We have known for weeks that these recounts, based on false claims of nonexistent fraud, would serve no purpose other than to placate the sorest loser in American history. Every Republican in Washington knows that Trump’s refusal to concede has weakened not only our incoming president but our country as a whole, delaying as it has crucial national security and public health briefings. On both fronts, American lives are on the line, but our elected representatives either don’t care or are too afraid to show that they do.
“That process will soon be completed,” Moran said of the recount and court challenges that are effectively already over, “and we must all respect the results of a free and fair election. We cannot afford to spend the next four years divided over who won the election or denying the legitimacy of the president as was the case for President Trump throughout his presidency.”
This, too, is shocking revisionism. When Hillary Clinton lost narrowly to Trump four years ago, she immediately conceded and told her supporters this: “I still believe in America, and I always will. And if you do, then we must accept this result and then look to the future. Donald Trump is going to be our president. We owe him an open mind and the chance to lead. Our constitutional democracy enshrines the peaceful transfer of power and we don’t just respect that, we cherish it.”
Some more than others, as it turns out. Trump has yet to say any such thing, and maybe never will.
It’s more surprising that Moran, too, is falsely suggesting that the result of this year’s presidential election is still up in the air. “In the meantime,” he wrote, “the normal national security briefings and transition courtesies should be granted.” Such magnanimity.

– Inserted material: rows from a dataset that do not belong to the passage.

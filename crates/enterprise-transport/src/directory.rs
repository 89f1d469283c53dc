//! The remote directory capability.
//!
//! Everything the plugin core needs from the control plane goes through this
//! trait, so the resolution workflow never depends on HTTP details and can be
//! driven by an in-memory directory in tests.

use std::path::Path;

use enterprise_types::{
    Pkg, PkgIndex, Pool, RunSummary, ServerInformation, Simulation, SimulationClassName,
    SimulationCreationPayload, StartOptions, Team, Uuid,
};

use crate::error::ApiError;

/// CRUD and listing operations against the Gatling Enterprise public API.
///
/// Every call is blocking. Implementations never retry.
pub trait RemoteDirectory {
    /// `GET /info`
    fn server_information(&self) -> Result<ServerInformation, ApiError>;

    /// `GET /simulations`
    fn simulations(&self) -> Result<Vec<Simulation>, ApiError>;

    /// `GET /simulations/{id}`, [`ApiError::SimulationNotFound`] on 404.
    fn simulation(&self, simulation_id: Uuid) -> Result<Simulation, ApiError>;

    /// `GET /teams`
    fn teams(&self) -> Result<Vec<Team>, ApiError>;

    /// `GET /pools`
    fn pools(&self) -> Result<Vec<Pool>, ApiError>;

    /// `GET /artifacts`
    fn packages(&self) -> Result<Vec<PkgIndex>, ApiError>;

    /// `GET /artifacts/{id}`, [`ApiError::PackageNotFound`] on 404.
    fn package(&self, package_id: Uuid) -> Result<Pkg, ApiError>;

    /// `POST /artifacts`
    fn create_package(&self, name: &str, team_id: Option<Uuid>) -> Result<Pkg, ApiError>;

    /// `PUT /artifacts/{id}/content`; returns the number of bytes uploaded.
    fn upload_package(&self, package_id: Uuid, file: &Path) -> Result<u64, ApiError>;

    /// `POST /simulations`
    fn create_simulation(
        &self,
        payload: &SimulationCreationPayload,
    ) -> Result<Simulation, ApiError>;

    /// `PUT /simulations/{id}/classname`
    fn update_simulation_class_name(
        &self,
        simulation_id: Uuid,
        class_name: &str,
    ) -> Result<SimulationClassName, ApiError>;

    /// `POST /simulations/start?simulation={id}`
    fn start_simulation(
        &self,
        simulation_id: Uuid,
        options: &StartOptions,
    ) -> Result<RunSummary, ApiError>;
}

Yet even Moran’s modest and much delayed inching in the right direction still makes him the least timid of the U.S. senators from Kansas and Missouri.
On Sunday night, journalist Carl Bernstein named 21 Republican senators who he said have privately but repeatedly expressed “extreme contempt” for Trump, including Moran, retiring Kansas Sen. Pat Roberts and Missouri Sen. Roy Blunt. Missouri Sen. Josh Hawley was not on the list.

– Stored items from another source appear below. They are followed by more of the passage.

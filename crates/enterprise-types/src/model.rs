//! Records exchanged with the Gatling Enterprise control plane.
//!
//! Field names follow the public API's camelCase JSON. Identifiers are UUIDs
//! on the wire and are kept as [`Uuid`] here so that a malformed id fails at
//! deserialization time rather than deep inside the workflow.

use serde::{Deserialize, Serialize};
use std::collections::{BTreeMap, HashMap};
use std::fmt;
use std::num::NonZeroU32;
use uuid::Uuid;

/// Ownership/billing boundary for packages and simulations.
#[derive(Debug, Clone, PartialEq, Eq, Hash, Serialize, Deserialize)]
pub struct Team {
    pub id: Uuid,
    pub name: String,
}

impl fmt::Display for Team {
    fn fmt(&self, f: &mut fmt::Formatter<'_>) -> fmt::Result {
        write!(f, "Team '{}', id='{}'", self.name, self.id)
    }
}

/// A group of load injectors, usually tied to a region.
#[derive(Debug, Clone, PartialEq, Eq, Hash, Serialize, Deserialize)]
pub struct Pool {
    pub id: Uuid,
    pub name: String,
}

impl fmt::Display for Pool {
    fn fmt(&self, f: &mut fmt::Formatter<'_>) -> fmt::Result {
        write!(f, "Pool {}", self.name)
    }
}

/// Descriptor of the last file uploaded to a package.
#[derive(Debug, Clone, PartialEq, Eq, Serialize, Deserialize)]
pub struct PackageFile {
    #[serde(default)]
    pub filename: Option<String>,
    #[serde(default)]
    pub version: Option<String>,
    /// Fingerprint of the uploaded content, see `package_scanner::checksum`.
    #[serde(default)]
    pub checksum: Option<String>,
}

/// A package (artifact) as returned by `GET /artifacts/{id}`.
#[derive(Debug, Clone, PartialEq, Eq, Serialize, Deserialize)]
#[serde(rename_all = "camelCase")]
pub struct Pkg {
    pub id: Uuid,
    #[serde(default)]
    pub team_id: Option<Uuid>,
    pub name: String,
    #[serde(default)]
    pub file: Option<PackageFile>,
}

impl Pkg {
    /// Checksum recorded for the last upload, if any content was ever uploaded.
    pub fn checksum(&self) -> Option<&str> {
        self.file.as_ref().and_then(|f| f.checksum.as_deref())
    }
}

/// A package entry from the `GET /artifacts` listing.
#[derive(Debug, Clone, PartialEq, Eq, Hash, Serialize, Deserialize)]
#[serde(rename_all = "camelCase")]
pub struct PkgIndex {
    pub id: Uuid,
    #[serde(default)]
    pub team_id: Option<Uuid>,
    pub name: String,
    #[serde(default)]
    pub file_name: Option<String>,
}

impl fmt::Display for PkgIndex {
    fn fmt(&self, f: &mut fmt::Formatter<'_>) -> fmt::Result {
        write!(f, "Package '{}', id='{}'", self.name, self.id)
    }
}

/// The remotely persisted configuration that gets run.
#[derive(Debug, Clone, PartialEq, Eq, Hash, Serialize, Deserialize)]
#[serde(rename_all = "camelCase")]
pub struct Simulation {
    pub id: Uuid,
    pub name: String,
    pub team_id: Uuid,
    /// Fully qualified name of the simulation class.
    pub class_name: String,
    #[serde(rename = "build", with = "build_ref")]
    pub pkg_id: Uuid,
}

impl fmt::Display for Simulation {
    fn fmt(&self, f: &mut fmt::Formatter<'_>) -> fmt::Result {
        write!(f, "Simulation '{}', id='{}'", self.name, self.id)
    }
}

/// The API nests the package id as `build: { pkgId }`.
mod build_ref {
    use serde::{Deserialize, Deserializer, Serialize, Serializer};
    use uuid::Uuid;

    #[derive(Serialize, Deserialize)]
    struct BuildRef {
        // Older servers name it `artifactId`.
        #[serde(rename = "pkgId", alias = "artifactId")]
        pkg_id: Uuid,
    }

    pub fn serialize<S: Serializer>(pkg_id: &Uuid, serializer: S) -> Result<S::Ok, S::Error> {
        BuildRef { pkg_id: *pkg_id }.serialize(serializer)
    }

    pub fn deserialize<'de, D: Deserializer<'de>>(deserializer: D) -> Result<Uuid, D::Error> {
        BuildRef::deserialize(deserializer).map(|b| b.pkg_id)
    }
}

/// Response of `PUT /simulations/{id}/classname`.
#[derive(Debug, Clone, PartialEq, Eq, Serialize, Deserialize)]
#[serde(rename_all = "camelCase")]
pub struct SimulationClassName {
    pub class_name: String,
}

/// Number of load-injector hosts to allocate in one pool.
#[derive(Debug, Clone, Copy, PartialEq, Eq, Hash, Serialize, Deserialize)]
pub struct HostByPool {
    pub size: NonZeroU32,
    pub weight: u32,
}

impl HostByPool {
    pub fn new(size: NonZeroU32, weight: u32) -> Self {
        Self { size, weight }
    }
}

impl Default for HostByPool {
    /// One host, no weight.
    fn default() -> Self {
        Self {
            size: NonZeroU32::MIN,
            weight: 0,
        }
    }
}

#[derive(Debug, Clone, Copy, PartialEq, Eq, Default, Serialize, Deserialize)]
#[serde(rename_all = "camelCase")]
pub struct MeaningfulTimeWindow {
    pub ramp_up: u32,
    pub ramp_down: u32,
}

/// Body of `POST /simulations`.
#[derive(Debug, Clone, PartialEq, Eq, Serialize)]
#[serde(rename_all = "camelCase")]
pub struct SimulationCreationPayload {
    pub name: String,
    pub team_id: Uuid,
    pub class_name: String,
    #[serde(rename = "build", with = "build_ref")]
    pub pkg_id: Uuid,
    #[serde(skip_serializing_if = "Option::is_none")]
    pub jvm_options: Option<String>,
    pub system_properties: BTreeMap<String, String>,
    pub environment_variables: BTreeMap<String, String>,
    pub ignore_global_properties: bool,
    pub meaningful_time_window: MeaningfulTimeWindow,
    pub hosts_by_pool: HashMap<Uuid, HostByPool>,
    pub use_pool_weights: bool,
    pub use_pool_dedicated_ips: bool,
}

impl SimulationCreationPayload {
    /// Payload with empty properties, no time window and pool weights/dedicated IPs disabled.
    pub fn new(
        name: impl Into<String>,
        team_id: Uuid,
        class_name: impl Into<String>,
        pkg_id: Uuid,
        hosts_by_pool: HashMap<Uuid, HostByPool>,
    ) -> Self {
        Self {
            name: name.into(),
            team_id,
            class_name: class_name.into(),
            pkg_id,
            jvm_options: None,
            system_properties: BTreeMap::new(),
            environment_variables: BTreeMap::new(),
            ignore_global_properties: false,
            meaningful_time_window: MeaningfulTimeWindow::default(),
            hosts_by_pool,
            use_pool_weights: false,
            use_pool_dedicated_ips: false,
        }
    }
}

/// Body of `POST /simulations/start`.
#[derive(Debug, Clone, PartialEq, Eq, Default, Serialize, Deserialize)]
#[serde(rename_all = "camelCase")]
pub struct StartOptions {
    pub extra_system_properties: BTreeMap<String, String>,
    pub extra_environment_variables: BTreeMap<String, String>,
}

impl StartOptions {
    pub fn new(
        extra_system_properties: BTreeMap<String, String>,
        extra_environment_variables: BTreeMap<String, String>,
    ) -> Self {
        Self {
            extra_system_properties,
            extra_environment_variables,
        }
    }
}

/// Proof that a run was accepted by the control plane.
#[derive(Debug, Clone, PartialEq, Eq, Serialize, Deserialize)]
#[serde(rename_all = "camelCase")]
pub struct RunSummary {
    pub run_id: Uuid,
    pub class_name: String,
    #[serde(alias = "reportsUrl")]
    pub reports_path: String,
}

#[derive(Debug, Clone, PartialEq, Eq, Serialize, Deserialize)]
pub struct VersionSupported {
    #[serde(default)]
    pub min: Option<String>,
    #[serde(default)]
    pub max: Option<String>,
}

#[derive(Debug, Clone, PartialEq, Eq, Serialize, Deserialize)]
pub struct Versions {
    pub java: VersionSupported,
}

/// Response of `GET /info`.
#[derive(Debug, Clone, PartialEq, Eq, Serialize, Deserialize)]
pub struct ServerInformation {
    pub versions: Versions,
}

impl ServerInformation {
    /// Highest Java major version the injectors can run, when the server advertises one.
    pub fn max_java_version(&self) -> Option<u32> {
        self.versions
            .java
            .max
            .as_deref()
            .and_then(|v| v.trim().parse().ok())
    }
}

/// Outcome of a successful start.
#[derive(Debug, Clone, PartialEq, Eq, Serialize)]
#[serde(rename_all = "camelCase")]
pub struct SimulationStartResult {
    pub simulation: Simulation,
    pub run_summary: RunSummary,
    /// `true` when the simulation was created by this invocation.
    pub created_simulation: bool,
}

/// `{ "data": [...] }` envelope used by the list endpoints.
#[derive(Debug, Clone, PartialEq, Eq, Serialize, Deserialize)]
pub struct DataList<T> {
    pub data: Vec<T>,
}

Roberts used to be willing to say what he thought, but that was years ago, and with only weeks left before retirement, this final show of fearfulness will be his legacy now.
Recently, Roberts said in an interview that Biden would probably become president, and that he hoped civility would return to public life. You know what would have made that more likely? Admitting that the election is over and that Biden is the president-elect.
“With few exceptions, their craven public silence has helped enable Trump’s most grievous conduct — including undermining and discrediting the U.S. electoral system,” Bernstein said of GOP officeholders. With Bob Woodward — who was also enabling and silent on Trump’s COVID-19 perfidy, until his recent book came out — Bernstein broke the Watergate scandal that drove President Richard Nixon from office.
Yet Bernstein said he is “much more concerned” now than at the end of Watergate because “Nixon left — Republicans convinced him to go, and he did.”
Even now, the president is promising to keep fighting, and most Republicans are staring at their shoes.
Blunt denied privately trashing the president, while maybe from force of habit, Moran and Roberts said nothing. “From the day I stood beside President Trump as he was sworn in as president, he and I have had a good relationship,” Blunt said in a statement. “He has worked effectively with the Senate to enact significant accomplishments as president.”
Moran told Politico last week that he would not comment on the results of the presidential election until he’d had time to get his “thoughts cleared on a piece of paper and in my brain.”
That it took weeks for him to say that we should acknowledge the rightful winner, whoever that may be, is an embarrassment. And that he still can’t bring himself to say that person’s name is a public disservice.